### To do
If a line of the records holds the word "body", copy it out.

------------------------------------

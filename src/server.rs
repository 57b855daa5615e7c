//! HTTP surface: the form page, random fill, submissions and a JSON API.

use crate::dataset::Dataset;
use crate::error::PredictError;
use crate::form::{random_fill, FormRenderer};
use crate::metrics::{MetricsSnapshot, ServiceMetrics};
use crate::models::inference::{InferenceEngine, Regressor};
use crate::models::loader::check_category_universe;
use crate::predictor::Predictor;
use crate::schema::{FeatureEncoder, FeatureKind, FeatureSchema};
use crate::session::{SessionState, SessionStore};
use crate::types::{Banner, FeatureValue};
use anyhow::{Context, Result};
use axum::extract::State;
use axum::http::{header, HeaderMap, HeaderValue, StatusCode};
use axum::response::{Html, IntoResponse, Redirect, Response};
use axum::routing::{get, post};
use axum::{Form, Json, Router};
use serde::{Deserialize, Serialize};
use std::collections::HashMap;
use std::sync::Arc;
use tracing::{error, info, warn};
use uuid::Uuid;

/// Name of the session cookie
pub const SESSION_COOKIE: &str = "rep_session";

/// Shared state of all handlers
#[derive(Clone)]
pub struct AppState {
    pub dataset: Arc<Dataset>,
    pub predictor: Arc<Predictor>,
    pub renderer: Arc<FormRenderer>,
    pub sessions: Arc<SessionStore>,
    pub metrics: Arc<ServiceMetrics>,
}

impl AppState {
    /// Wire the loaded artifacts into request-handling components
    pub fn build(
        dataset: Arc<Dataset>,
        model: Arc<dyn Regressor>,
        sessions: Arc<SessionStore>,
        metrics: Arc<ServiceMetrics>,
    ) -> Result<Self> {
        let schema = Arc::new(FeatureSchema::from_dataset(&dataset)?);
        check_category_universe(&schema, &dataset, model.as_ref());

        let encoder = FeatureEncoder::new(&schema, dataset.category_universe(), model.feature_names())
            .context("Model inputs do not match the dataset columns")?;
        info!(
            model = %model.name(),
            inputs = ?encoder.input_names(),
            "Feature encoder ready"
        );

        let engine = InferenceEngine::new(model, encoder, metrics.clone());
        let predictor = Predictor::new(schema, engine, metrics.clone());
        let renderer = FormRenderer::new().context("Failed to compile page template")?;

        Ok(Self {
            dataset,
            predictor: Arc::new(predictor),
            renderer: Arc::new(renderer),
            sessions,
            metrics,
        })
    }
}

/// Build the router
pub fn router(state: AppState) -> Router {
    Router::new()
        .route("/", get(index))
        .route("/random", post(random))
        .route("/predict", post(predict))
        .route("/api/predict", post(api_predict))
        .route("/api/schema", get(api_schema))
        .route("/health", get(health))
        .route("/metrics", get(metrics))
        .with_state(state)
}

/// Bind and serve until Ctrl-C
pub async fn serve(bind: &str, state: AppState) -> Result<()> {
    let app = router(state);
    let listener = tokio::net::TcpListener::bind(bind)
        .await
        .with_context(|| format!("Failed to bind {}", bind))?;
    info!(address = %bind, "Listening");

    axum::serve(listener, app)
        .with_graceful_shutdown(shutdown_signal())
        .await
        .context("Server error")
}

async fn shutdown_signal() {
    if let Err(e) = tokio::signal::ctrl_c().await {
        error!(error = %e, "Failed to listen for shutdown signal");
        return;
    }
    info!("Shutdown signal received");
}

fn session_from_headers(headers: &HeaderMap) -> Option<Uuid> {
    headers
        .get_all(header::COOKIE)
        .iter()
        .filter_map(|v| v.to_str().ok())
        .flat_map(|v| v.split(';'))
        .filter_map(|pair| pair.trim().split_once('='))
        .find(|(name, _)| *name == SESSION_COOKIE)
        .and_then(|(_, value)| Uuid::parse_str(value.trim()).ok())
}

fn with_session_cookie(mut response: Response, id: Uuid, created: bool) -> Response {
    if created {
        let cookie = format!("{}={}; Path=/; HttpOnly; SameSite=Lax", SESSION_COOKIE, id);
        if let Ok(value) = HeaderValue::from_str(&cookie) {
            response.headers_mut().insert(header::SET_COOKIE, value);
        }
    }
    response
}

fn render_page(state: &AppState, session: Option<&SessionState>, banner: Option<Banner>) -> Response {
    let view = state
        .renderer
        .build_view(state.predictor.schema(), session, banner);

    match state.renderer.render(&view) {
        Ok(html) => Html(html).into_response(),
        Err(e) => {
            error!(error = %e, "Failed to render page");
            (StatusCode::INTERNAL_SERVER_ERROR, "Failed to render page").into_response()
        }
    }
}

/// Sessions are only created by requests that stash values
async fn index(State(state): State<AppState>, headers: HeaderMap) -> Response {
    state.metrics.record_page_view();
    let session = session_from_headers(&headers).and_then(|id| state.sessions.touch(&id));
    render_page(&state, session.as_ref(), None)
}

async fn random(State(state): State<AppState>, headers: HeaderMap) -> Response {
    let (session, created) = state.sessions.resolve(session_from_headers(&headers));
    state.metrics.record_random_fill();

    let record = {
        let mut rng = rand::thread_rng();
        random_fill(&state.dataset, state.predictor.schema(), &mut rng)
    };
    match record {
        Some(record) => {
            state.sessions.update(&session, |s| s.replace(&record));
        }
        None => warn!("Random fill requested on an empty dataset"),
    }

    with_session_cookie(Redirect::to("/").into_response(), session, created)
}

async fn predict(
    State(state): State<AppState>,
    headers: HeaderMap,
    Form(form): Form<HashMap<String, String>>,
) -> Response {
    let (session, created) = state.sessions.resolve(session_from_headers(&headers));

    let (record, outcome) = state.predictor.predict_form(&form);
    if let Some(record) = &record {
        state.sessions.update(&session, |s| s.stash(record));
    }

    let banner = Banner::from_outcome(&outcome);
    let session_state = state.sessions.get(&session);
    with_session_cookie(
        render_page(&state, session_state.as_ref(), Some(banner)),
        session,
        created,
    )
}

/// JSON prediction request
#[derive(Debug, Deserialize)]
pub struct PredictRequest {
    pub features: HashMap<String, FeatureValue>,
}

/// JSON prediction response
#[derive(Debug, Serialize)]
pub struct PredictResponse {
    pub prediction: f64,
    pub formatted: String,
    pub timestamp: chrono::DateTime<chrono::Utc>,
}

/// JSON error body
#[derive(Debug, Serialize)]
pub struct ErrorResponse {
    pub error: &'static str,
    pub message: String,
}

async fn api_predict(State(state): State<AppState>, Json(request): Json<PredictRequest>) -> Response {
    let outcome = state
        .predictor
        .collect_values(&request.features)
        .and_then(|record| state.predictor.predict(&record));

    match outcome {
        Ok(prediction) => Json(PredictResponse {
            prediction: prediction.value,
            formatted: prediction.formatted(),
            timestamp: prediction.timestamp,
        })
        .into_response(),
        Err(e) => {
            let status = match e {
                PredictError::Validation { .. } | PredictError::Encoding(_) => {
                    StatusCode::UNPROCESSABLE_ENTITY
                }
                PredictError::Inference(_) => StatusCode::INTERNAL_SERVER_ERROR,
            };
            let body = ErrorResponse {
                error: e.kind(),
                message: e.to_string(),
            };
            (status, Json(body)).into_response()
        }
    }
}

/// Form schema as exposed by `/api/schema`
#[derive(Debug, Serialize)]
pub struct SchemaResponse {
    pub categorical: Vec<CategoricalField>,
    pub numeric: Vec<String>,
    pub target: String,
}

#[derive(Debug, Serialize)]
pub struct CategoricalField {
    pub name: String,
    pub choices: Vec<&'static str>,
    /// Categories observed in the reference dataset, in encoding order
    pub observed: Vec<String>,
}

async fn api_schema(State(state): State<AppState>) -> Json<SchemaResponse> {
    let schema = state.predictor.schema();
    let universe = state.predictor.engine().encoder().universe();

    let categorical = schema
        .categorical()
        .filter_map(|spec| match spec.kind {
            FeatureKind::Categorical(choices) => Some(CategoricalField {
                name: spec.name.clone(),
                choices: choices.to_vec(),
                observed: universe
                    .categories(&spec.name)
                    .map(<[String]>::to_vec)
                    .unwrap_or_default(),
            }),
            FeatureKind::Numeric => None,
        })
        .collect();

    Json(SchemaResponse {
        categorical,
        numeric: schema.numeric().map(|f| f.name.clone()).collect(),
        target: state.dataset.target_column().to_string(),
    })
}

#[derive(Debug, Serialize)]
pub struct HealthResponse {
    pub status: &'static str,
    pub model: String,
    pub features: usize,
    pub rows: usize,
    pub sessions: usize,
}

async fn health(State(state): State<AppState>) -> Json<HealthResponse> {
    Json(HealthResponse {
        status: "healthy",
        model: state.predictor.engine().model_name().to_string(),
        features: state.predictor.schema().feature_count(),
        rows: state.dataset.len(),
        sessions: state.sessions.len(),
    })
}

async fn metrics(State(state): State<AppState>) -> Json<MetricsSnapshot> {
    Json(state.metrics.snapshot())
}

------------------------------------

### Written solution
/// JSON error body
            let body = ErrorResponse {
            (status, Json(body)).into_response()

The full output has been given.